Sheila is also tracked down by her former boyfriend, Moose – the man who actually killed Abruze and the AXE agent. Moose gave the stolen $200,000 to Sheila to hide while the heat died down. Moose captures Sheila and Carter. Moose expects Sheila to have the $200,000 on her and is angered when she claims she has not. Moose beats Sheila to death. Carter is shot and is left to bleed to death. Abruze's best friend, Mafia hitman Marco Valante, is also hot on the trail of his killers. He arrives in time to bandage Carter's wounds and leaves to continue his search.

Carter finds Moose's address book on the floor of Sheila's apartment. It contains the names of seven of Moose's girlfriends. Carter uses it to try to find Moose. Along the way, Carter is trailed by Mafia hitmen working for Marco Valante hoping he will lead them to Moose. A second shadowy group is also following Carter and they have made repeated attempts to kill him. Carter suspects a senior Mafia figure set up Abruze for assassination after he vetoed plans for the Mafia to work with Chinese communists to expand their drug smuggling operations.

Carter is captured when he visits one of the girls in Moose's book without knowing she is Marco Valante's daughter. She drugs Carter and calls her father. Marco Valante arrives accompanied by the local Mafia boss, Lew Rossi. Rossi set up Abruze for assassination when Abruze discovered that Rossi was working with Chinese communists to infiltrate AXE. Rossi kills Valante and intends to kill Carter and Valante's daughter to cover up his operation. Barbara Valante fights with Rossi and frees Carter. Rossi flees the apartment and Carter and Barbara chase after him. They follow him to his mansion where Barbara kills him.
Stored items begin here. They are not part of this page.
use crate::config::GatewayConfig;
use crate::discovery::DiscoveryHandle;
use crate::metrics::Metrics;
use crate::security::{BotScorer, RateLimitCoordinator, ReputationEngine};
use crate::upstream::{Forwarder, TargetPool, UpstreamTarget};
use arc_swap::ArcSwap;
use std::sync::Arc;
use std::time::{Duration, Instant};
use tokio::sync::RwLock;

/// Shared gateway state, cheaply cloneable.
///
/// The config itself lives behind an `ArcSwap` so a read never blocks a
/// concurrent (hypothetical future) reload; every other field is an `Arc`
/// around its own engine, each with its own internal concurrency discipline.
#[derive(Clone)]
pub struct GatewayState {
    pub config: Arc<ArcSwap<GatewayConfig>>,
    pub metrics: Metrics,
    pub rate_limit: Arc<RateLimitCoordinator>,
    pub bot_scorer: Arc<BotScorer>,
    pub reputation: Arc<ReputationEngine>,
    pub pool: Arc<TargetPool>,
    pub forwarder: Arc<Forwarder>,
    pub discovery: Arc<RwLock<Option<Arc<DiscoveryHandle>>>>,
    pub started_at: Instant,
}

impl GatewayState {
    pub fn new(config: GatewayConfig) -> Self {
        let metrics = Metrics::install();

        let rate_limit = Arc::new(RateLimitCoordinator::new(
            &config.rate_limit,
            true,
            config.trust_proxy,
        ));
        let bot_scorer = Arc::new(BotScorer::new(config.bot_detection.clone()));
        let reputation = Arc::new(ReputationEngine::new(config.ip_reputation.clone()));

        let targets: Vec<UpstreamTarget> = config
            .upstream_hosts
            .iter()
            .filter_map(|raw| UpstreamTarget::parse(raw))
            .collect();
        let pool = Arc::new(TargetPool::new(targets));

        let forwarder = Arc::new(Forwarder::new(
            pool.clone(),
            Duration::from_millis(config.upstream_timeout_ms),
            config.stealth_mode,
            config.scheme_hint.clone(),
        ));

        Self {
            config: Arc::new(ArcSwap::new(Arc::new(config))),
            metrics,
            rate_limit,
            bot_scorer,
            reputation,
            pool,
            forwarder,
            discovery: Arc::new(RwLock::new(None)),
            started_at: Instant::now(),
        }
    }

    pub async fn set_discovery(&self, handle: Arc<DiscoveryHandle>) {
        *self.discovery.write().await = Some(handle);
    }

    pub async fn discovery_snapshot(&self) -> Option<crate::discovery::DiscoverySnapshot> {
        self.discovery.read().await.as_ref().map(|h| h.snapshot())
    }

    pub fn uptime(&self) -> Duration {
        self.started_at.elapsed()
    }
}
use arc_swap::ArcSwap;
use std::sync::atomic::{AtomicBool, AtomicUsize, Ordering};
use std::sync::Arc;

/// A single upstream origin the forwarder can send requests to.
#[derive(Debug, Clone, PartialEq, Eq)]
pub struct UpstreamTarget {
    pub scheme: String,
    pub host: String,
    pub port: u16,
    pub original: String,
}

impl UpstreamTarget {
    pub fn parse(raw: &str) -> Option<Self> {
        let url = reqwest::Url::parse(raw).ok()?;
        let host = url.host_str()?.to_string();
        let scheme = url.scheme().to_string();
        let port = url
            .port()
            .unwrap_or(if scheme == "https" { 443 } else { 80 });
        Some(Self {
            scheme,
            host,
            port,
            original: raw.to_string(),
        })
    }

    pub fn authority(&self) -> String {
        format!("{}:{}", self.host, self.port)
    }

    pub fn base_url(&self) -> String {
        format!("{}://{}:{}", self.scheme, self.host, self.port)
    }
}

#[derive(Debug, Clone, Copy, PartialEq, Eq)]
pub enum TargetHealth {
    Healthy,
    Unhealthy,
}

/// Lock-free read-mostly pool of upstream targets, selected by unweighted
/// round robin. `targets` and `cursor` never need to agree on a single
/// atomic operation — a stale cursor read against a freshly swapped list
/// simply wraps modulo the new length, which is always a valid index.
pub struct TargetPool {
    targets: ArcSwap<Vec<UpstreamTarget>>,
    health: ArcSwap<Vec<AtomicBool>>,
    cursor: AtomicUsize,
}

impl TargetPool {
    pub fn new(targets: Vec<UpstreamTarget>) -> Self {
        let health = targets.iter().map(|_| AtomicBool::new(true)).collect();
        Self {
            targets: ArcSwap::from_pointee(targets),
            health: ArcSwap::from_pointee(health),
            cursor: AtomicUsize::new(0),
        }
    }

    pub fn empty() -> Self {
        Self::new(Vec::new())
    }

    /// Atomically replace the full target list. Resets the round-robin
    /// cursor and marks every new target healthy by default.
    pub fn update_targets(&self, targets: Vec<UpstreamTarget>) {
        let health: Vec<AtomicBool> = targets.iter().map(|_| AtomicBool::new(true)).collect();
        self.targets.store(Arc::new(targets));
        self.health.store(Arc::new(health));
        self.cursor.store(0, Ordering::Relaxed);
    }

    pub fn len(&self) -> usize {
        self.targets.load().len()
    }

    pub fn is_empty(&self) -> bool {
        self.len() == 0
    }

    pub fn snapshot(&self) -> Vec<UpstreamTarget> {
        self.targets.load().as_ref().clone()
    }

    pub fn mark_health(&self, addr: &str, healthy: bool) {
        let targets = self.targets.load();
        let health = self.health.load();
        for (t, h) in targets.iter().zip(health.iter()) {
            if t.authority() == addr {
                h.store(healthy, Ordering::Relaxed);
                return;
            }
        }
    }

    pub fn health_snapshot(&self) -> Vec<(UpstreamTarget, TargetHealth)> {
        let targets = self.targets.load();
        let health = self.health.load();
        targets
            .iter()
            .zip(health.iter())
            .map(|(t, h)| {
                let state = if h.load(Ordering::Relaxed) {
                    TargetHealth::Healthy
                } else {
                    TargetHealth::Unhealthy
                };
                (t.clone(), state)
            })
            .collect()
    }

    /// Next target, plain unweighted round robin. Health is tracked for
    /// observability (`health_snapshot`) only and never gates selection.
    pub fn next(&self) -> Option<UpstreamTarget> {
        let targets = self.targets.load();
        let len = targets.len();
        if len == 0 {
            return None;
        }
        let idx = self.cursor.fetch_add(1, Ordering::Relaxed) % len;
        targets.get(idx).cloned()
    }
}

#[cfg(test)]
mod tests {
    use super::*;

    fn target(port: u16) -> UpstreamTarget {
        UpstreamTarget {
            scheme: "http".to_string(),
            host: "svc".to_string(),
            port,
            original: format!("http://svc:{port}"),
        }
    }

    #[test]
    fn round_robins_across_targets() {
        let pool = TargetPool::new(vec![target(1), target(2), target(3)]);
        let picks: Vec<u16> = (0..6).map(|_| pool.next().unwrap().port).collect();
        assert_eq!(picks, vec![1, 2, 3, 1, 2, 3]);
    }

    #[test]
    fn empty_pool_returns_none() {
        let pool = TargetPool::empty();
        assert!(pool.next().is_none());
    }

    #[test]
    fn update_targets_resets_cursor() {
        let pool = TargetPool::new(vec![target(1), target(2)]);
        pool.next();
        pool.update_targets(vec![target(9)]);
        assert_eq!(pool.next().unwrap().port, 9);
    }

    #[test]
    fn mark_health_does_not_affect_selection() {
        let pool = TargetPool::new(vec![target(1), target(2)]);
        pool.mark_health(&target(1).authority(), false);
        let picks: Vec<u16> = (0..4).map(|_| pool.next().unwrap().port).collect();
        assert_eq!(picks, vec![1, 2, 1, 2]);
    }

    #[test]
    fn health_snapshot_reflects_mark_health() {
        let pool = TargetPool::new(vec![target(1), target(2)]);
        pool.mark_health(&target(1).authority(), false);
        let snapshot = pool.health_snapshot();
        assert_eq!(snapshot[0].1, TargetHealth::Unhealthy);
        assert_eq!(snapshot[1].1, TargetHealth::Healthy);
    }

    #[test]
    fn parse_defaults_port_from_scheme() {
        let t = UpstreamTarget::parse("https://example.com").unwrap();
        assert_eq!(t.port, 443);
        let t = UpstreamTarget::parse("http://example.com").unwrap();
        assert_eq!(t.port, 80);
    }
}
Carter tracks down Cora, the last name in Moose's book, to a brothel near Las Vegas. The brothel madam remembers Cora fondly. She shows Carter a picture of her. It is Sheila Brant. Carter tells the madam that Moose killed Sheila. The madam agrees to set up Moose so Carter can kill him. They arrange to meet Moose at a ghost town outside Las Vegas. Carter realises that it was the brothel madam who stole the $200,000 and that Sheila fled from Moose when she found out it had been stolen from her. Carter tells Moose and he kills the madam. Carter kills Moose.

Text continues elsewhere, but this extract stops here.